FreeMan & Sarah on Vacation
September 16th, 2012
Ow – my balls
Carlos The Jackal
September 16th, 2012
From Deutschland?
More like Deuschland.
How many of these is the obama administration buying now?
Carlos The Jackal
September 16th, 2012
Doucheland.
Laura
September 16th, 2012
It doesn’t look fun to “ride”.
Ericthetuba
September 16th, 2012
I don’t see how this is any different from the “Hobby Horse” that led to the development of the bicycle.
So some knucklehead comes up with an “invention” that’s almost 200 years old, and the libs and greens are wetting themselves over it? Is that really a surprise to anyone?
Unruly Refugee
September 16th, 2012
Well at least the fags who purchase it won’t have to worry about catching on fire. Now they can park the Volt and prance their way to work.
Mary Jane Anklestraps
September 16th, 2012
Dude, just take the bus. You can easily transport your granola bars and everything.
Moe Tom
September 16th, 2012
Gee Norman I was thinkin’ of that. But I was hung up on two bean cans and a string. You put it more scientifically and you should apply for a federal grant. I’ll testify that it works. We used it as kids back in the early 50s, after the war. Playing cops and robbers. WTF kind world are we living in?
Jethro
September 16th, 2012
The fundamental rule of design is:
“Does it solve a problem better than what already exists?”
Following this rule, Flitz bike = fail.
Absolute muddjuice
September 16th, 2012
Okay.
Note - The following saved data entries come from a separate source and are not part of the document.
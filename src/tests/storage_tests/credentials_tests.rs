// Credentials Tests - Testing validation and the credential file

use crate::storage::{CredentialStore, Credentials};
use tempfile::TempDir;

#[test]
fn test_credentials_trim_input() {
    let credentials = Credentials::new("  1101000001 ", "\ttoken123\n");
    assert_eq!(credentials.id_instance, "1101000001");
    assert_eq!(credentials.api_token_instance, "token123");
    assert!(credentials.validate().is_ok());
}

#[test]
fn test_credentials_require_both_fields() {
    let missing_id = Credentials::new("", "token");
    assert_eq!(
        missing_id.validate().expect_err("Missing id accepted").to_string(),
        "idInstance is required"
    );

    let missing_token = Credentials::new("1101000001", "   ");
    assert_eq!(
        missing_token.validate().expect_err("Missing token accepted").to_string(),
        "apiTokenInstance is required"
    );
}

#[test]
fn test_credentials_debug_redacts_token() {
    let credentials = Credentials::new("1101000001", "supersecret");
    let debug = format!("{:?}", credentials);
    assert!(debug.contains("1101000001"));
    assert!(!debug.contains("supersecret"), "Token leaked into Debug output");
}

#[test]
fn test_credentials_wire_names() {
    let credentials = Credentials::new("1101000001", "token");
    let json = serde_json::to_value(&credentials).expect("Failed to serialize");
    assert_eq!(
        json,
        serde_json::json!({ "idInstance": "1101000001", "apiTokenInstance": "token" })
    );
}

#[test]
fn test_credential_store_roundtrip_and_clear() {
    let temp_dir = TempDir::new().expect("Failed to create temp dir");
    let store = CredentialStore::new(temp_dir.path().join("data").join("credentials.json"));

    assert!(store.load().expect("Failed to load").is_none());

    let credentials = Credentials::new("1101000001", "token");
    store.save(&credentials).expect("Failed to save");
    assert!(store.path().exists());
    assert_eq!(store.load().expect("Failed to load"), Some(credentials));

    store.clear().expect("Failed to clear");
    assert!(!store.path().exists());
    assert!(store.load().expect("Failed to load").is_none());

    // Clearing twice is fine
    store.clear().expect("Second clear should succeed");
}

#[test]
fn test_credential_store_corrupt_file() {
    let temp_dir = TempDir::new().expect("Failed to create temp dir");
    let path = temp_dir.path().join("credentials.json");
    std::fs::write(&path, "garbage").expect("Failed to write file");

    let store = CredentialStore::new(&path);
    assert!(matches!(store.load(), Err(crate::Error::Storage(_))));
}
Glad I’m not alone in thinking this is stupid.
Please tell me this did not come from Germany! How far the mighty Germans have fallen since the 1930′s.
BMW – the ultimate driving machine
Fritzstone Cycle – the ultimate running while being strapped in to a metal death trap while being laughed at and mocked machine devoid of anything that even causes it to be considered a simple machine
123321123321
September 16th, 2012
Looks to me like a crash could result in a broken neck or perhaps even decapitation!
Carlos The Jackal
September 17th, 2012
@Keyser Söze,
The flaw that I see is there’s no way to carry the color TV you just stole…
Nutjob
September 17th, 2012
Be funny to see the mountain bike version with a grizzly behind him strolling through bear country.
Tuesday
September 19th, 2012
That kid at 1:09 almost bit the dust. Stupid bike.